From basic needs to lasting friendships – a true place of community
After Hurricane Katrina, literally thousands of people from all over the world descended upon New Orleans and St. Bernard Parish to help. They started by passing out food and meals, and they continue to this day with rebuilding and beautification projects. One of those people was Iray Nabatoff. A New Hampshire native, he came to St. Bernard in January, 2006 with the intent to stay for 18 days as a volunteer providing hot meals at the Made with Love Cafe. And, like many people, our beautiful state got inside of him, so he never left. Soon he realized that, while help was (and still is) needed to rebuild, new issues were becoming evident. Many of the people who returned to St. Bernard Parish spent all of their money on rebuilding, which left very little left over for food, utilities, and other basic needs.
Some St. Bernard residents had insurance to pay for repairs to their homes, but it didn’t cover all of them or the additional expenses that arose. Some had to use the proceeds to pay off their mortgages, since they had gotten behind on their payments when they had to evacuate. Since their homes weren’t habitable, some had to pay rent in addition to their mortgage payments. Often the costs of repairs exceeded their insurance coverage. Add the extra ingredients of our current economy and unemployment due to the oil spill, and we see that there is a lot of need out there that will last long after homes have been repaired.
So, in 2006 Iray came up with the idea to create the Community Center of St. Bernard. The Center, located on 1107 Lebeau Street in Arabi, provides the types of assistance that are becoming more and more necessary. They have a food pantry; they offer free clothing and household items; they provide computer and financial literacy classes, and they also partner with other agencies to provide even more services. On the day I visited, there were representatives there from the Jefferson Council on Aging, the Red Cross, and OCS workers were there taking applications for food stamps and other assistance. There were also some students from Nobles School in Boston, who support the Center regularly, who were in town planting flowers around the building.
The Center was created to provide whatever people need through any services or donations that people or organizations are willing to offer. St. Anna’s arrives regularly with their mobile van to provide medical services. One person offers yoga classes, someone else is offering after school tutoring. Iray uses a concept called “Community Connect,” which means that instead of having the Center bear the expense of meeting every need, they partner with other agencies who come to the Center to provide services. This means that the amount of services that are available is unlimited – whatever agency or individual is willing to come and share their services is welcome to do so.
The Center provides basic necessities, but they also are mindful that they are a community center, so they offer many fun events for everyone to come together. On the day I visited, they were having a free dinner dance with live music. They have bingo nights and other events where people can come together to forget their troubles and just have fun.

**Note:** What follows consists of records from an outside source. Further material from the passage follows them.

//! Simulated schedules.
//!
//! Runs a timer through whole work/break cycles on a [`ManualClock`], the
//! same way an interactive front end would drive it, and records each
//! interval.

use std::collections::BTreeMap;
use std::time::Duration as StdDuration;

use chrono::{DateTime, Utc};
use serde::Serialize;

use crate::error::PomodoroError;
use crate::timer::driver::{Clock, ManualClock, TimerDriver};
use crate::timer::machine::{SessionTimer, TimerSnapshot};
use crate::timer::session::SessionType;

/// One simulated interval.
#[derive(Debug, Clone, PartialEq, Serialize)]
pub struct ScheduleEntry {
    /// Position in the schedule, starting at 1
    pub index: usize,
    pub session_type: SessionType,
    /// Seconds from the start of the schedule
    pub starts_at: f64,
    pub duration: f64,
    /// State text shown while the interval runs
    pub description: &'static str,
    /// Work sessions completed once the interval ends
    pub completed_work_sessions: u32,
    /// Category credited, for work intervals
    pub category: Option<String>,
}

/// Result of a simulation.
#[derive(Debug, Clone, PartialEq, Serialize)]
pub struct Schedule {
    pub cycles: u32,
    pub entries: Vec<ScheduleEntry>,
    pub total_seconds: f64,
    pub category_totals: BTreeMap<String, f64>,
    /// Timer state after the last interval
    pub final_state: TimerSnapshot,
}

impl Schedule {
    /// Seconds spent working across the schedule.
    #[must_use]
    pub fn work_seconds(&self) -> f64 {
        self.entries
            .iter()
            .filter(|entry| entry.session_type == SessionType::Work)
            .map(|entry| entry.duration)
            .sum()
    }
}

/// Run `cycles` work+break cycles starting at `start`.
///
/// The timer must be waiting to start work.
///
/// # Errors
///
/// Returns `PomodoroError::InvalidTransition` if the timer is not ready for work.
pub fn simulate(
    timer: SessionTimer,
    cycles: u32,
    start: DateTime<Utc>,
) -> Result<Schedule, PomodoroError> {
    let mut driver = TimerDriver::new(timer, ManualClock::new(start), StdDuration::from_secs(1));
    let mut entries = Vec::new();

    for _ in 0..cycles {
        driver.start_or_resume()?;
        entries.push(run_interval(&mut driver, start, entries.len() + 1)?);
        driver.start_break()?;
        entries.push(run_interval(&mut driver, start, entries.len() + 1)?);
    }

    let total_seconds = seconds_between(start, driver.clock().now());
    let final_state = driver.snapshot();

    Ok(Schedule {
        cycles,
        entries,
        total_seconds,
        category_totals: final_state.categories.clone(),
        final_state,
    })
}

fn run_interval(
    driver: &mut TimerDriver<ManualClock>,
    start: DateTime<Utc>,
    index: usize,
) -> Result<ScheduleEntry, PomodoroError> {
    let started = driver.clock().now();
    let session_type = driver.timer().current_session_type();
    let description = driver.timer().state_description();

    loop {
        let wait = driver
            .time_until_next_tick()
            .ok_or_else(|| PomodoroError::InvalidTransition {
                command: "tick",
                phase: "paused".to_string(),
            })?;
        // Jump straight to the end of the interval; the machine measures the gap.
        let remaining = StdDuration::try_from_secs_f64(driver.timer().time_remaining())
            .unwrap_or(StdDuration::ZERO);
        driver.clock().advance(wait.max(remaining));

        if let Some(completion) = driver.poll() {
            return Ok(ScheduleEntry {
                index,
                session_type,
                starts_at: seconds_between(start, started),
                duration: seconds_between(started, driver.clock().now()),
                description,
                completed_work_sessions: completion.completed_work_sessions,
                category: completion.category,
            });
        }
    }
}

#[allow(clippy::cast_precision_loss)]
fn seconds_between(from: DateTime<Utc>, to: DateTime<Utc>) -> f64 {
    (to - from).num_milliseconds() as f64 / 1_000.0
}

#[cfg(test)]
mod tests {
    use super::*;
    use crate::timer::session::TimerSettings;
    use chrono::TimeZone;

    fn t0() -> DateTime<Utc> {
        Utc.with_ymd_and_hms(2024, 1, 1, 9, 0, 0).unwrap()
    }

    #[test]
    fn test_single_cycle() {
        let schedule = simulate(SessionTimer::default(), 1, t0()).unwrap();

        assert_eq!(schedule.entries.len(), 2);
        assert_eq!(schedule.entries[0].session_type, SessionType::Work);
        assert_eq!(schedule.entries[0].duration, 1500.0);
        assert_eq!(schedule.entries[0].description, "Work Time - Stay Focused!");
        assert_eq!(schedule.entries[1].session_type, SessionType::ShortBreak);
        assert_eq!(schedule.entries[1].starts_at, 1500.0);
        assert_eq!(schedule.entries[1].duration, 300.0);
        assert_eq!(schedule.total_seconds, 1800.0);
        assert_eq!(schedule.category_totals.get("General"), Some(&1500.0));
    }

    #[test]
    fn test_four_cycles_end_with_long_break() {
        let schedule = simulate(SessionTimer::default(), 4, t0()).unwrap();

        let kinds: Vec<SessionType> = schedule.entries.iter().map(|e| e.session_type).collect();
        assert_eq!(
            kinds,
            vec![
                SessionType::Work,
                SessionType::ShortBreak,
                SessionType::Work,
                SessionType::ShortBreak,
                SessionType::Work,
                SessionType::ShortBreak,
                SessionType::Work,
                SessionType::LongBreak,
            ]
        );
        assert_eq!(schedule.work_seconds(), 6000.0);
        assert_eq!(schedule.final_state.completed_work_sessions, 0);
        assert_eq!(schedule.final_state.state_description, "Ready to Start");
    }

    #[test]
    fn test_credits_selected_category() {
        let mut timer = SessionTimer::new(TimerSettings::new(60.0, 10.0, 20.0, 2).unwrap());
        timer.add_category("Code").unwrap();
        timer.select_category("Code").unwrap();

        let schedule = simulate(timer, 3, t0()).unwrap();

        assert_eq!(schedule.category_totals.get("Code"), Some(&180.0));
        assert_eq!(schedule.category_totals.get("General"), Some(&0.0));
        assert_eq!(schedule.entries[0].category.as_deref(), Some("Code"));
    }

    #[test]
    fn test_long_intervals_take_one_tick_each() {
        let timer = SessionTimer::new(TimerSettings::from_minutes(100_000, 1, 1, 4).unwrap());
        let schedule = simulate(timer, 1000, t0()).unwrap();

        assert_eq!(schedule.entries.len(), 2000);
        assert_eq!(schedule.entries[0].duration, 6_000_000.0);
        assert_eq!(schedule.work_seconds(), 6_000_000_000.0);
        assert_eq!(schedule.final_state.completed_work_sessions, 0);
    }

    #[test]
    fn test_zero_cycles() {
        let schedule = simulate(SessionTimer::default(), 0, t0()).unwrap();
        assert!(schedule.entries.is_empty());
        assert_eq!(schedule.total_seconds, 0.0);
    }

    #[test]
    fn test_requires_ready_timer() {
        let mut timer = SessionTimer::default();
        timer.start_or_resume(t0()).unwrap();

        assert!(simulate(timer, 1, t0()).is_err());
    }
}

Around 88% of the clients who are served at the Community Center are St. Bernard residents. Another 12% have no known address or come from other areas of Greater New Orleans. When I arrived at the Center, it was full of people waiting for various services – the waiting room for the food stamp applications was packed, and several people were waiting to use the phone, fax machines and computers. One client, Allen Kimble, told me that he goes to the center three times per week. He runs a small business, but doesn’t have a computer at home, so he uses the computer at the facility.
Last year the community center served 5500 individuals with food, clothing, meals and other services. They used to provide laundry services and hot meals every day, but since they lost some of their space, they had to cut back on some services. They have very little space now, and they have placed a few trailers on the property to try to create more room. The clothing and household items tables are outside. Every inch of the place is used for something.
In addition to having very limited space, the Center is located next to a railroad track. During the time I was there (around 2 hours) at least 4 trains noisily passed by, shaking the trailers and interrupting conversations. While they are grateful for any space, they are hoping to move to a new space that is much larger, where they can increase their services to include hot meals, a Head Start program, and on site medical exams. They have a location picked out and are hoping for enough funds to be able to purchase or lease it and do the necessary renovations.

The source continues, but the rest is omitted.